--- Requirement ---
Copy out every entry, keeping each character the same.

--- Record extracts ---
# # # # # # #

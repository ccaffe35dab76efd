//! In-memory employee directory.

use std::collections::HashMap;
use std::sync::{PoisonError, RwLock};

use chrono::{DateTime, Utc};
use thiserror::Error;

use pharmacrm_core::{DomainError, EmployeeId};

use crate::record::EmployeeRecord;

#[derive(Debug, Error, Clone, PartialEq, Eq)]
pub enum DirectoryError {
    #[error("employee id already exists: {0}")]
    DuplicateId(EmployeeId),

    #[error("username already taken: {0}")]
    DuplicateUsername(String),

    #[error("password hashing failed: {0}")]
    Hashing(String),

    #[error(transparent)]
    Domain(#[from] DomainError),
}

/// Employee records keyed by id, with a unique username index.
#[derive(Debug, Default)]
pub struct EmployeeDirectory {
    records: RwLock<HashMap<EmployeeId, EmployeeRecord>>,
}

impl EmployeeDirectory {
    pub fn new() -> Self {
        Self::default()
    }

    pub fn insert(&self, record: EmployeeRecord) -> Result<(), DirectoryError> {
        let mut records = self.records.write().unwrap_or_else(PoisonError::into_inner);
        if records.contains_key(&record.id) {
            return Err(DirectoryError::DuplicateId(record.id));
        }
        if records.values().any(|r| r.username == record.username) {
            return Err(DirectoryError::DuplicateUsername(record.username));
        }
        records.insert(record.id.clone(), record);
        Ok(())
    }

    /// Resolve a login identifier: username first, then employee id.
    pub fn find_by_identifier(&self, identifier: &str) -> Option<EmployeeRecord> {
        let records = self.records.read().unwrap_or_else(PoisonError::into_inner);
        records
            .values()
            .find(|r| r.username == identifier)
            .or_else(|| records.values().find(|r| r.id.as_str() == identifier))
            .cloned()
    }

    pub fn get(&self, id: &EmployeeId) -> Option<EmployeeRecord> {
        self.records
            .read()
            .unwrap_or_else(PoisonError::into_inner)
            .get(id)
            .cloned()
    }

    /// Stamp a successful login.
    pub fn touch_login(&self, id: &EmployeeId, at: DateTime<Utc>) {
        if let Some(record) = self
            .records
            .write()
            .unwrap_or_else(PoisonError::into_inner)
            .get_mut(id)
        {
            record.last_login = Some(at);
        }
    }

    pub fn len(&self) -> usize {
        self.records.read().unwrap_or_else(PoisonError::into_inner).len()
    }

    pub fn is_empty(&self) -> bool {
        self.len() == 0
    }
}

# # # # # # #

--- Expected answer ---
repository ccaffe35dab76efd
//! In-memory employee directory.

use std::collections::HashMap;
use std::sync::{PoisonError, RwLock};

use chrono::{DateTime, Utc};
use thiserror::Error;

use pharmacrm_core::{DomainError, EmployeeId};

use crate::record::EmployeeRecord;

#[derive(Debug, Error, Clone, PartialEq, Eq)]
pub enum DirectoryError {
    #[error("employee id already exists: {0}")]
    DuplicateId(EmployeeId),

    #[error("username already taken: {0}")]
    DuplicateUsername(String),

    #[error("password hashing failed: {0}")]
    Hashing(String),

    #[error(transparent)]
    Domain(#[from] DomainError),
}

/// Employee records keyed by id, with a unique username index.
#[derive(Debug, Default)]
pub struct EmployeeDirectory {
    records: RwLock<HashMap<EmployeeId, EmployeeRecord>>,
}

impl EmployeeDirectory {
    pub fn new() -> Self {
        Self::default()
    }

    pub fn insert(&self, record: EmployeeRecord) -> Result<(), DirectoryError> {
        let mut records = self.records.write().unwrap_or_else(PoisonError::into_inner);
        if records.contains_key(&record.id) {
            return Err(DirectoryError::DuplicateId(record.id));
        }
        if records.values().any(|r| r.username == record.username) {
            return Err(DirectoryError::DuplicateUsername(record.username));
        }
        records.insert(record.id.clone(), record);
        Ok(())
    }

    /// Resolve a login identifier: username first, then employee id.
    pub fn find_by_identifier(&self, identifier: &str) -> Option<EmployeeRecord> {
        let records = self.records.read().unwrap_or_else(PoisonError::into_inner);
        records
            .values()
            .find(|r| r.username == identifier)
            .or_else(|| records.values().find(|r| r.id.as_str() == identifier))
            .cloned()
    }

    pub fn get(&self, id: &EmployeeId) -> Option<EmployeeRecord> {
        self.records
            .read()
            .unwrap_or_else(PoisonError::into_inner)
            .get(id)
            .cloned()
    }

    /// Stamp a successful login.
    pub fn touch_login(&self, id: &EmployeeId, at: DateTime<Utc>) {
        if let Some(record) = self
            .records
            .write()
            .unwrap_or_else(PoisonError::into_inner)
            .get_mut(id)
        {
            record.last_login = Some(at);
        }
    }

    pub fn len(&self) -> usize {
        self.records.read().unwrap_or_else(PoisonError::into_inner).len()
    }

    pub fn is_empty(&self) -> bool {
        self.len() == 0
    }
}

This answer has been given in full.